DATA IN THIS EXERCISE Start Marker
// Copyright 2025 Modalith (https://github.com/modalith)
//
// This program is free software: you can redistribute it and/or modify
// it under the terms of the GNU Affero General Public License as published by
// the Free Software Foundation, either version 3 of the License, or
// (at your option) any later version.
//
// This program is distributed in the hope that it will be useful,
// but WITHOUT ANY WARRANTY; without even the implied warranty of
// MERCHANTABILITY or FITNESS FOR A PARTICULAR PURPOSE. See the
// GNU Affero General Public License for more details.
//
// You should have received a copy of the GNU Affero General Public License
// along with this program. If not, see <https://www.gnu.org/licenses/>.

//! Modalith Core
//!
//! Shared types for the retrieval platform: tenant scope, auth context,
//! query request/result records, and the control-plane entity records
//! persisted by the store backends.

pub mod auth;
pub mod entities;
pub mod error;
pub mod query;
pub mod scope;

pub use auth::{ActorType, AuthContext};
pub use error::{ErrorKind, ModalithError};
pub use query::{
    EvidenceRef, GroupedVideo, Grouping, Modality, QueryHit, QueryMode, QueryRequest,
    QueryResponse, QueryResult, ResponseMeta, SearchType, WhyEntry, MAX_TOP_K,
};
pub use scope::TenantScope;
DATA IN THIS EXERCISE End Marker
TASK REQUIREMENTS — Give the data back in full, exactly as written.

YOUR SOLUTION —
// Copyright 2025 Modalith (https://github.com/modalith)
//
// This program is free software: you can redistribute it and/or modify
// it under the terms of the GNU Affero General Public License as published by
// the Free Software Foundation, either version 3 of the License, or
// (at your option) any later version.
//
// This program is distributed in the hope that it will be useful,
// but WITHOUT ANY WARRANTY; without even the implied warranty of
// MERCHANTABILITY or FITNESS FOR A PARTICULAR PURPOSE. See the
// GNU Affero General Public License for more details.
//
// You should have received a copy of the GNU Affero General Public License
// along with this program. If not, see <https://www.gnu.org/licenses/>.

//! Modalith Core
//!
//! Shared types for the retrieval platform: tenant scope, auth context,
//! query request/result records, and the control-plane entity records
//! persisted by the store backends.

pub mod auth;
pub mod entities;
pub mod error;
pub mod query;
pub mod scope;

pub use auth::{ActorType, AuthContext};
pub use error::{ErrorKind, ModalithError};
pub use query::{
    EvidenceRef, GroupedVideo, Grouping, Modality, QueryHit, QueryMode, QueryRequest,
    QueryResponse, QueryResult, ResponseMeta, SearchType, WhyEntry, MAX_TOP_K,
};
pub use scope::TenantScope;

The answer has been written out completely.